# WHAT IS NEEDED
Single out the lines of the material that contain "false" and copy them.

# DATA SHOWN
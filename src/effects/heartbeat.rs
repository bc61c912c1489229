// Copyright (C) 2026 Michael Wilson <mike@mdwn.dev>
//
// This program is free software: you can redistribute it and/or modify it under
// the terms of the GNU General Public License as published by the Free Software
// Foundation, version 3.
//
// This program is distributed in the hope that it will be useful, but WITHOUT
// ANY WARRANTY; without even the implied warranty of MERCHANTABILITY or FITNESS
// FOR A PARTICULAR PURPOSE. See the GNU General Public License for more details.
//
// You should have received a copy of the GNU General Public License along with
// this program. If not, see <https://www.gnu.org/licenses/>.
//
use std::time::Duration;

use super::{
    check_brightness_range, check_count, check_interval, common_builder_methods, Common,
    ConfigError, Effect, Length, Policy, Timing,
};
use crate::device::LightState;

/// Two beats per cycle, each one a rise and a fall.
const STEPS_PER_CYCLE: u64 = 4;

pub const DEFAULT_HEARTBEAT_MIN_BRIGHTNESS: u8 = 10;
pub const DEFAULT_HEARTBEAT_MAX_BRIGHTNESS: u8 = 100;
pub const DEFAULT_BEAT_DURATION: Duration = Duration::from_millis(200);
pub const DEFAULT_PAUSE_BETWEEN_BEATS: Duration = Duration::from_millis(150);
pub const DEFAULT_PAUSE_BETWEEN_CYCLES: Duration = Duration::from_millis(600);
pub const DEFAULT_BEAT_COUNT: u32 = 5;

/// A two-beat cardiac pattern.
///
/// One cycle: max, hold for a beat, min, short pause, max, hold for a beat, min, then a
/// longer pause before the next cycle.
#[derive(Debug, Clone, PartialEq)]
pub struct HeartbeatConfig {
    min_brightness: u8,
    max_brightness: u8,
    beat_duration: Duration,
    pause_between_beats: Duration,
    pause_between_cycles: Duration,
    beat_count: u32,
    continuous: bool,
}

impl HeartbeatConfig {
    pub fn min_brightness(&self) -> u8 {
        self.min_brightness
    }

    pub fn max_brightness(&self) -> u8 {
        self.max_brightness
    }

    pub fn beat_duration(&self) -> Duration {
        self.beat_duration
    }

    pub fn pause_between_beats(&self) -> Duration {
        self.pause_between_beats
    }

    pub fn pause_between_cycles(&self) -> Duration {
        self.pause_between_cycles
    }

    pub fn beat_count(&self) -> u32 {
        self.beat_count
    }

    pub fn continuous(&self) -> bool {
        self.continuous
    }

    /// Time from the start of one cycle to the start of the next.
    pub fn cycle_duration(&self) -> Duration {
        self.beat_duration * 2 + self.pause_between_beats + self.pause_between_cycles
    }

    pub(crate) fn length(&self) -> Length {
        Length::Cycles {
            steps_per_cycle: STEPS_PER_CYCLE,
            limit: (!self.continuous).then_some(u64::from(self.beat_count)),
        }
    }

    pub(crate) fn timing(&self, step: u64) -> Timing {
        match step % STEPS_PER_CYCLE {
            0 if step == 0 => Timing::After(Duration::ZERO),
            0 => Timing::After(self.pause_between_cycles),
            2 => Timing::After(self.pause_between_beats),
            _ => Timing::After(self.beat_duration),
        }
    }

    pub(crate) fn state_for(&self, step: u64) -> LightState {
        let brightness = if step % 2 == 0 {
            self.max_brightness
        } else {
            self.min_brightness
        };
        LightState::new().brightness(brightness)
    }
}

/// Builds a heartbeat effect. Beats until stopped unless made non-continuous.
pub struct HeartbeatBuilder {
    common: Common,
    min_brightness: u8,
    max_brightness: u8,
    beat_duration: Duration,
    pause_between_beats: Duration,
    pause_between_cycles: Duration,
    beat_count: u32,
    continuous: bool,
}

impl Default for HeartbeatBuilder {
    fn default() -> Self {
        HeartbeatBuilder {
            common: Common::default(),
            min_brightness: DEFAULT_HEARTBEAT_MIN_BRIGHTNESS,
            max_brightness: DEFAULT_HEARTBEAT_MAX_BRIGHTNESS,
            beat_duration: DEFAULT_BEAT_DURATION,
            pause_between_beats: DEFAULT_PAUSE_BETWEEN_BEATS,
            pause_between_cycles: DEFAULT_PAUSE_BETWEEN_CYCLES,
            beat_count: DEFAULT_BEAT_COUNT,
            continuous: true,
        }
    }
}

impl HeartbeatBuilder {
    common_builder_methods!();

    pub fn min_brightness(mut self, min_brightness: u8) -> Self {
        self.min_brightness = min_brightness;
        self
    }

    pub fn max_brightness(mut self, max_brightness: u8) -> Self {
        self.max_brightness = max_brightness;
        self
    }

    /// How long each beat holds at maximum brightness.
    pub fn beat_duration(mut self, beat_duration: Duration) -> Self {
        self.beat_duration = beat_duration;
        self
    }

    pub fn pause_between_beats(mut self, pause_between_beats: Duration) -> Self {
        self.pause_between_beats = pause_between_beats;
        self
    }

    pub fn pause_between_cycles(mut self, pause_between_cycles: Duration) -> Self {
        self.pause_between_cycles = pause_between_cycles;
        self
    }

    /// Sets how many two-beat cycles to run and turns off continuous mode.
    pub fn beat_count(mut self, beat_count: u32) -> Self {
        self.beat_count = beat_count;
        self.continuous = false;
        self
    }

    pub fn continuous(mut self, continuous: bool) -> Self {
        self.continuous = continuous;
        self
    }

    pub fn build(self) -> Result<Effect, ConfigError> {
        check_brightness_range(self.min_brightness, self.max_brightness)?;
        check_interval(self.beat_duration)?;
        if !self.continuous {
            check_count("Beat count", self.beat_count, 1)?;
        }

        let config = HeartbeatConfig {
            min_brightness: self.min_brightness,
            max_brightness: self.max_brightness,
            beat_duration: self.beat_duration,
            pause_between_beats: self.pause_between_beats,
            pause_between_cycles: self.pause_between_cycles,
            beat_count: self.beat_count,
            continuous: self.continuous,
        };

        Effect::new(Policy::Heartbeat(config), self.common)
    }
}

#[cfg(test)]
mod test {
    use std::sync::Arc;

    use crate::device::mock;

    use super::*;

    fn config() -> HeartbeatConfig {
        HeartbeatConfig {
            min_brightness: 10,
            max_brightness: 90,
            beat_duration: Duration::from_millis(200),
            pause_between_beats: Duration::from_millis(150),
            pause_between_cycles: Duration::from_millis(600),
            beat_count: 2,
            continuous: false,
        }
    }

    #[test]
    fn test_cycle_pattern() {
        let config = config();

        let brightness: Vec<Option<u8>> = (0..8)
            .map(|step| config.state_for(step).brightness_value())
            .collect();
        assert_eq!(
            brightness,
            vec![90, 10, 90, 10, 90, 10, 90, 10]
                .into_iter()
                .map(Some)
                .collect::<Vec<_>>()
        );

        let timings: Vec<Timing> = (0..8).map(|step| config.timing(step)).collect();
        let ms = |ms| Timing::After(Duration::from_millis(ms));
        assert_eq!(
            timings,
            vec![ms(0), ms(200), ms(150), ms(200), ms(600), ms(200), ms(150), ms(200)]
        );

        assert_eq!(config.cycle_duration(), Duration::from_millis(1150));
        assert_eq!(
            config.length(),
            Length::Cycles {
                steps_per_cycle: 4,
                limit: Some(2)
            }
        );
    }

    #[test]
    fn test_continuous_by_default() {
        let effect = Effect::heartbeat()
            .light(Arc::new(mock::Light::new("mock-heartbeat")))
            .build()
            .expect("heartbeat should build");
        let Policy::Heartbeat(config) = effect.policy() else {
            panic!("expected a heartbeat policy");
        };
        assert!(config.continuous());
        assert_eq!(
            config.length(),
            Length::Cycles {
                steps_per_cycle: 4,
                limit: None
            }
        );
    }

    #[test]
    fn test_validation() {
        let light = Arc::new(mock::Light::new("mock-heartbeat"));

        assert_eq!(
            Effect::heartbeat()
                .light(light.clone())
                .min_brightness(100)
                .max_brightness(10)
                .build()
                .err(),
            Some(ConfigError::InvalidBrightnessRange { min: 100, max: 10 })
        );
        assert!(matches!(
            Effect::heartbeat()
                .light(light.clone())
                .beat_duration(Duration::from_millis(5))
                .build()
                .err(),
            Some(ConfigError::StepTooShort { .. })
        ));
        assert!(matches!(
            Effect::heartbeat().light(light.clone()).beat_count(0).build().err(),
            Some(ConfigError::TooFewSteps { .. })
        ));
        assert!(Effect::heartbeat()
            .light(light)
            .beat_count(3)
            .pause_between_beats(Duration::ZERO)
            .build()
            .is_ok());
    }
}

# RESULT FOR THIS TASK
        self.continuous = false;
            continuous: false,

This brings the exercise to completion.